### Action item
Both the line with "game's string ids." and the line with "impl From<&str> for" in the records below must appear in the output, along with every line between them, exactly and with nothing added.
+ + + + +
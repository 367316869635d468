//! Error types for the `ember-world` crate.
//!
//! World errors only arise while building a [`GameState`] from a snapshot.
//! Queries against a built world never fail; missing things are `None`.
//!
//! [`GameState`]: crate::state::GameState

use ember_types::Position;

use crate::player::Team;

/// Errors that can occur while constructing the world for a turn.
#[derive(Debug, Clone, PartialEq, Eq, thiserror::Error)]
pub enum WorldError {
    /// The grid must be at least 1x1.
    #[error("invalid map dimensions {width}x{height}")]
    InvalidDimensions {
        /// Requested width.
        width: i32,
        /// Requested height.
        height: i32,
    },

    /// A resource, city tile, or unit lies outside the grid.
    #[error("position {0} is outside the map")]
    OutOfBounds(Position),

    /// A cell would hold both a resource and a city tile.
    #[error("cell {0} cannot hold both a resource and a city tile")]
    CellConflict(Position),

    /// Two city tiles were placed on the same cell.
    #[error("cell {0} already holds a city tile")]
    DuplicateCityTile(Position),

    /// The controlled team has no entry in the snapshot.
    #[error("no player with team {0}")]
    UnknownTeam(Team),
}
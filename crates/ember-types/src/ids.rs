//! Typed identifier wrappers around the game's string ids.
//!
//! The game names cities `c_<n>` and units `u_<n>`. Wrapping both keeps a
//! city id from being passed where a unit id is expected.

use serde::{Deserialize, Serialize};

/// Generates a newtype wrapper around [`String`] with standard derives.
macro_rules! define_id {
    (
        $(#[$meta:meta])*
        $name:ident
    ) => {
        $(#[$meta])*
        #[derive(Debug, Clone, PartialEq, Eq, PartialOrd, Ord, Hash, Serialize, Deserialize)]
        #[serde(transparent)]
        pub struct $name(pub String);

        impl $name {
            /// Create an identifier from anything string-like.
            pub fn new(id: impl Into<String>) -> Self {
                Self(id.into())
            }

            /// Borrow the identifier as a string slice.
            pub fn as_str(&self) -> &str {
                &self.0
            }
        }

        impl core::fmt::Display for $name {
            fn fmt(&self, f: &mut core::fmt::Formatter<'_>) -> core::fmt::Result {
                f.write_str(&self.0)
            }
        }

        impl From<&str> for $name {
            fn from(id: &str) -> Self {
                Self(id.to_owned())
            }
        }

        impl From<String> for $name {
            fn from(id: String) -> Self {
                Self(id)
            }
        }
    };
}

define_id! {
    /// Identifier of a city (shared by all of its tiles).
    CityId
}

define_id! {
    /// Identifier of a unit (worker or cart).
    UnitId
}
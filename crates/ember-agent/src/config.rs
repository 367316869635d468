//! Configuration for the agent binary.
//!
//! Everything is read from environment variables. The planner's own
//! settings live in a YAML file whose path is given by `EMBER_CONFIG`.

use std::path::PathBuf;

use ember_core::PlannerConfig;

use crate::error::AgentError;

/// Complete agent configuration.
#[derive(Debug, Clone)]
pub struct AgentConfig {
    /// Planner settings, from `EMBER_CONFIG` or the defaults.
    pub planner: PlannerConfig,
    /// Where `planner` was loaded from, if anywhere.
    pub config_path: Option<PathBuf>,
    /// Base seed for movement retries.
    pub seed: u64,
    /// Emit logs as JSON lines instead of text.
    pub json_logs: bool,
}

impl AgentConfig {
    /// Load configuration from environment variables.
    ///
    /// Optional variables:
    /// - `EMBER_CONFIG` -- path to a planner YAML file (defaults built in)
    /// - `EMBER_SEED` -- base RNG seed (default `0`)
    /// - `EMBER_LOG_JSON` -- log as JSON (default `false`)
    pub fn from_env() -> Result<Self, AgentError> {
        Self::from_lookup(|name| std::env::var(name).ok())
    }

    /// Load configuration through `lookup`, which maps a variable name to
    /// its value.
    pub fn from_lookup(lookup: impl Fn(&str) -> Option<String>) -> Result<Self, AgentError> {
        let config_path = lookup("EMBER_CONFIG")
            .filter(|path| !path.trim().is_empty())
            .map(PathBuf::from);
        let planner = match &config_path {
            Some(path) => PlannerConfig::from_file(path)?,
            None => PlannerConfig::default(),
        };

        let seed: u64 = lookup("EMBER_SEED")
            .unwrap_or_else(|| "0".to_owned())
            .parse()
            .map_err(|e| AgentError::Config(format!("invalid EMBER_SEED: {e}")))?;

        let json_logs: bool = lookup("EMBER_LOG_JSON")
            .unwrap_or_else(|| "false".to_owned())
            .parse()
            .map_err(|e| AgentError::Config(format!("invalid EMBER_LOG_JSON: {e}")))?;

        Ok(Self {
            planner,
            config_path,
            seed,
            json_logs,
        })
    }
}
+ + + + +
### Exercise output
//! Typed identifier wrappers around the game's string ids.
//!
//! The game names cities `c_<n>` and units `u_<n>`. Wrapping both keeps a
//! city id from being passed where a unit id is expected.

use serde::{Deserialize, Serialize};

/// Generates a newtype wrapper around [`String`] with standard derives.
macro_rules! define_id {
    (
        $(#[$meta:meta])*
        $name:ident
    ) => {
        $(#[$meta])*
        #[derive(Debug, Clone, PartialEq, Eq, PartialOrd, Ord, Hash, Serialize, Deserialize)]
        #[serde(transparent)]
        pub struct $name(pub String);

        impl $name {
            /// Create an identifier from anything string-like.
            pub fn new(id: impl Into<String>) -> Self {
                Self(id.into())
            }

            /// Borrow the identifier as a string slice.
            pub fn as_str(&self) -> &str {
                &self.0
            }
        }

        impl core::fmt::Display for $name {
            fn fmt(&self, f: &mut core::fmt::Formatter<'_>) -> core::fmt::Result {
                f.write_str(&self.0)
            }
        }

        impl From<&str> for $name {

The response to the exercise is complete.